_ASSIGNED TASK_
Please write out the data exactly, line by line.
Start of Block
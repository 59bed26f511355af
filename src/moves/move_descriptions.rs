//! Move representation.
//!
//! A move is the full path a piece travels in one turn plus the cells it
//! captured along the way. Paths and captures live inline for the common
//! short cases so generation and search do not allocate per move.

use std::fmt;

use smallvec::SmallVec;

use crate::game_state::checkers_types::Square;

pub type MovePath = SmallVec<[Square; 8]>;
pub type CaptureList = SmallVec<[Square; 8]>;

#[derive(Debug, Clone, Copy, PartialEq, Eq, Hash)]
pub enum MoveKind {
    Regular,
    Jump,
}

/// One legal turn.
///
/// `path[0]` is the origin and the last element is the final landing cell.
/// For jumps, `captures[i]` is the cell jumped over between `path[i]` and
/// `path[i + 1]`.
#[derive(Debug, Clone, PartialEq, Eq, Hash)]
pub struct Move {
    pub path: MovePath,
    pub captures: CaptureList,
    pub kind: MoveKind,
}

impl Move {
    pub fn simple(from: Square, to: Square) -> Self {
        Self {
            path: SmallVec::from_slice(&[from, to]),
            captures: CaptureList::new(),
            kind: MoveKind::Regular,
        }
    }

    pub fn single_jump(from: Square, over: Square, to: Square) -> Self {
        Self {
            path: SmallVec::from_slice(&[from, to]),
            captures: SmallVec::from_slice(&[over]),
            kind: MoveKind::Jump,
        }
    }

    /// Extend a jump by one more hop.
    pub fn extended(&self, over: Square, to: Square) -> Self {
        debug_assert_eq!(self.kind, MoveKind::Jump);
        let mut next = self.clone();
        next.path.push(to);
        next.captures.push(over);
        next
    }

    #[inline]
    pub fn origin(&self) -> Square {
        self.path[0]
    }

    #[inline]
    pub fn destination(&self) -> Square {
        self.path[self.path.len() - 1]
    }

    #[inline]
    pub fn is_jump(&self) -> bool {
        self.kind == MoveKind::Jump
    }

    #[inline]
    pub fn capture_count(&self) -> usize {
        self.captures.len()
    }

    /// True if `self` is a jump whose path strictly prefixes `other`'s.
    pub fn is_strict_prefix_of(&self, other: &Move) -> bool {
        self.path.len() < other.path.len() && other.path.starts_with(&self.path)
    }
}

/// `12-21` for slides, `12x30x44` for jump chains.
impl fmt::Display for Move {
    fn fmt(&self, f: &mut fmt::Formatter<'_>) -> fmt::Result {
        let sep = match self.kind {
            MoveKind::Regular => "-",
            MoveKind::Jump => "x",
        };
        for (i, cell) in self.path.iter().enumerate() {
            if i > 0 {
                f.write_str(sep)?;
            }
            write!(f, "{cell}")?;
        }
        Ok(())
    }
}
End of Block
_OUTPUT FOR THIS EXERCISE_
repository 59bed26f511355af
filename src/moves/move_descriptions.rs
//! Move representation.
//!
//! A move is the full path a piece travels in one turn plus the cells it
//! captured along the way. Paths and captures live inline for the common
//! short cases so generation and search do not allocate per move.

use std::fmt;

use smallvec::SmallVec;

use crate::game_state::checkers_types::Square;

pub type MovePath = SmallVec<[Square; 8]>;
pub type CaptureList = SmallVec<[Square; 8]>;

#[derive(Debug, Clone, Copy, PartialEq, Eq, Hash)]
pub enum MoveKind {
    Regular,
    Jump,
}

/// One legal turn.
///
/// `path[0]` is the origin and the last element is the final landing cell.
/// For jumps, `captures[i]` is the cell jumped over between `path[i]` and
/// `path[i + 1]`.
#[derive(Debug, Clone, PartialEq, Eq, Hash)]
pub struct Move {
    pub path: MovePath,
    pub captures: CaptureList,
    pub kind: MoveKind,
}

impl Move {
    pub fn simple(from: Square, to: Square) -> Self {
        Self {
            path: SmallVec::from_slice(&[from, to]),
            captures: CaptureList::new(),
            kind: MoveKind::Regular,
        }
    }

    pub fn single_jump(from: Square, over: Square, to: Square) -> Self {
        Self {
            path: SmallVec::from_slice(&[from, to]),
            captures: SmallVec::from_slice(&[over]),
            kind: MoveKind::Jump,
        }
    }

    /// Extend a jump by one more hop.
    pub fn extended(&self, over: Square, to: Square) -> Self {
        debug_assert_eq!(self.kind, MoveKind::Jump);
        let mut next = self.clone();
        next.path.push(to);
        next.captures.push(over);
        next
    }

    #[inline]
    pub fn origin(&self) -> Square {
        self.path[0]
    }

    #[inline]
    pub fn destination(&self) -> Square {
        self.path[self.path.len() - 1]
    }

    #[inline]
    pub fn is_jump(&self) -> bool {
        self.kind == MoveKind::Jump
    }

    #[inline]
    pub fn capture_count(&self) -> usize {
        self.captures.len()
    }

    /// True if `self` is a jump whose path strictly prefixes `other`'s.
    pub fn is_strict_prefix_of(&self, other: &Move) -> bool {
        self.path.len() < other.path.len() && other.path.starts_with(&self.path)
    }
}

/// `12-21` for slides, `12x30x44` for jump chains.
impl fmt::Display for Move {
    fn fmt(&self, f: &mut fmt::Formatter<'_>) -> fmt::Result {
        let sep = match self.kind {
            MoveKind::Regular => "-",
            MoveKind::Jump => "x",
        };
        for (i, cell) in self.path.iter().enumerate() {
            if i > 0 {
                f.write_str(sep)?;
            }
            write!(f, "{cell}")?;
        }
        Ok(())
    }
}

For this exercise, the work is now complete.